Table 1 Predicted CAZymes and other potential lignocellulolytic enzymes in the C. buqueti transcriptome

Six xylanase genes were present in the transcriptome. Numerous genes encoding proteins associated with hemicellulose degradation, such as mannosidase and galactosidase, were also detected (Table 1). Furthermore, 22 β-galactosidases, 25 mannosidases, 17 xyloglucosyltransferases, 82 arylesterases and 75 acetylxylan esterases were identified in the transcriptome (data not shown).
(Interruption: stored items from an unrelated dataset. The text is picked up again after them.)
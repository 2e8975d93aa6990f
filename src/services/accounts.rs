//! Addresses and wishlist, both scoped to the signed-in user.

use chrono::Utc;
use std::sync::Arc;
use tracing::info;
use uuid::Uuid;

use crate::domain::aggregates::{Address, AddressKind, WishlistEntry};
use crate::domain::pricing::effective_price;
use crate::services::catalog::listed_product;
use crate::store::{Store, StoreTx};
use crate::{EcommerceError, Result};

#[derive(Clone, Debug)]
pub struct NewAddress {
    pub name: String,
    pub phone_no: String,
    pub address_line1: String,
    pub address_line2: Option<String>,
    pub city: String,
    pub state: String,
    pub postal_code: String,
    pub country: String,
    pub landmark: Option<String>,
    pub kind: AddressKind,
}

/// `None` keeps a field; `Some(None)` clears an optional one.
#[derive(Clone, Debug, Default)]
pub struct AddressPatch {
    pub name: Option<String>,
    pub phone_no: Option<String>,
    pub address_line1: Option<String>,
    pub address_line2: Option<Option<String>>,
    pub city: Option<String>,
    pub state: Option<String>,
    pub postal_code: Option<String>,
    pub country: Option<String>,
    pub landmark: Option<Option<String>>,
    pub kind: Option<AddressKind>,
}

#[derive(Clone)]
pub struct AccountService {
    store: Arc<dyn Store>,
}

async fn own_address(tx: &mut dyn StoreTx, user_id: Uuid, address_id: Uuid) -> Result<Address> {
    tx.address(address_id)
        .await?
        .filter(|a| a.user_id == user_id)
        .ok_or_else(|| EcommerceError::not_found("address"))
}

fn trimmed(value: Option<String>) -> Option<String> {
    value.map(|v| v.trim().to_string()).filter(|v| !v.is_empty())
}

impl AccountService {
    pub fn new(store: Arc<dyn Store>) -> Self { Self { store } }

    pub async fn add_address(&self, user_id: Uuid, new: NewAddress) -> Result<Address> {
        let now = Utc::now();
        let address = Address {
            id: Uuid::now_v7(),
            user_id,
            name: new.name.trim().to_string(),
            phone_no: new.phone_no.trim().to_string(),
            address_line1: new.address_line1.trim().to_string(),
            address_line2: trimmed(new.address_line2),
            city: new.city.trim().to_string(),
            state: new.state.trim().to_string(),
            postal_code: new.postal_code.trim().to_string(),
            country: new.country.trim().to_string(),
            landmark: trimmed(new.landmark),
            kind: new.kind,
            created_at: now,
            updated_at: now,
        };
        address.validate()?;

        let mut tx = self.store.begin().await?;
        tx.user(user_id).await?.ok_or_else(|| EcommerceError::not_found("user"))?;
        tx.save_address(&address).await?;
        tx.commit().await?;

        info!(%user_id, address_id = %address.id, "address added");
        Ok(address)
    }

    pub async fn edit_address(&self, user_id: Uuid, address_id: Uuid, patch: AddressPatch) -> Result<Address> {
        let mut tx = self.store.begin().await?;
        let mut address = own_address(&mut *tx, user_id, address_id).await?;

        if let Some(name) = patch.name { address.name = name.trim().to_string(); }
        if let Some(phone_no) = patch.phone_no { address.phone_no = phone_no.trim().to_string(); }
        if let Some(line1) = patch.address_line1 { address.address_line1 = line1.trim().to_string(); }
        if let Some(line2) = patch.address_line2 { address.address_line2 = trimmed(line2); }
        if let Some(city) = patch.city { address.city = city.trim().to_string(); }
        if let Some(state) = patch.state { address.state = state.trim().to_string(); }
        if let Some(postal_code) = patch.postal_code { address.postal_code = postal_code.trim().to_string(); }
        if let Some(country) = patch.country { address.country = country.trim().to_string(); }
        if let Some(landmark) = patch.landmark { address.landmark = trimmed(landmark); }
        if let Some(kind) = patch.kind { address.kind = kind; }
        address.validate()?;
        address.touch();

        tx.save_address(&address).await?;
        tx.commit().await?;
        Ok(address)
    }

    pub async fn delete_address(&self, user_id: Uuid, address_id: Uuid) -> Result<()> {
        let mut tx = self.store.begin().await?;
        own_address(&mut *tx, user_id, address_id).await?;
        tx.delete_address(address_id).await?;
        tx.commit().await?;

        info!(%user_id, %address_id, "address deleted");
        Ok(())
    }

    pub async fn addresses(&self, user_id: Uuid) -> Result<Vec<Address>> {
        let mut tx = self.store.begin().await?;
        Ok(tx.addresses(user_id).await?)
    }

    /// Snapshot a listed product at its effective price.
    pub async fn add_to_wishlist(&self, user_id: Uuid, product_id: Uuid) -> Result<WishlistEntry> {
        let mut tx = self.store.begin().await?;
        tx.user(user_id).await?.ok_or_else(|| EcommerceError::not_found("user"))?;
        if tx.wishlist_entry(user_id, product_id).await?.is_some() {
            return Err(EcommerceError::Conflict("product already in wishlist".into()));
        }
        let (product, category) = listed_product(&mut *tx, product_id).await?;
        let entry = WishlistEntry::of(user_id, &product, effective_price(&product, &category).price);
        tx.insert_wishlist_entry(&entry).await?;
        tx.commit().await?;

        info!(%user_id, %product_id, "product added to wishlist");
        Ok(entry)
    }

    pub async fn remove_from_wishlist(&self, user_id: Uuid, product_id: Uuid) -> Result<()> {
        let mut tx = self.store.begin().await?;
        if !tx.delete_wishlist_entry(user_id, product_id).await? {
            return Err(EcommerceError::not_found("wishlist entry"));
        }
        tx.commit().await?;
        Ok(())
    }

    pub async fn wishlist(&self, user_id: Uuid) -> Result<Vec<WishlistEntry>> {
        let mut tx = self.store.begin().await?;
        Ok(tx.wishlist(user_id).await?)
    }
}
The CE10 family exhibited carboxylesterase and xylanase activities as well as mannosidase, galactosidase, xyloglucosyltransferase and acetylxylan esterase activities involved in hemicellulose degradation [37]. These findings indicate that C. buqueti has the ability to degrade xylan and other components of hemicellulose.

AAs play an important role in lignin degradation [38]. A total of 131 AA proteins were identified from the developmental transcriptome, including 10 laccases (AA1), 5 MnP (AA2), 46 glucose-methanol-choline (GMC) oxidoreductases (aryl alcohol oxidases and vanillyl-alcohol oxidases; AA3 and AA4, respectively), 4 1,4-benzoquinone reductases (AA6) and other AAs (AA5, AA7 and AA8) (Additional file 1: Table S1). Members of the GMC oxidoreductase superfamily are believed to provide hydrogen peroxide for lignin peroxidase (LiP) and MnP to participate in lignin degradation [39, 40]. The quinone oxidoreductase-derived Fenton chemical reaction reportedly participates in lignocellulose degradation by reducing ions in Gloeophyllum trabeum [41].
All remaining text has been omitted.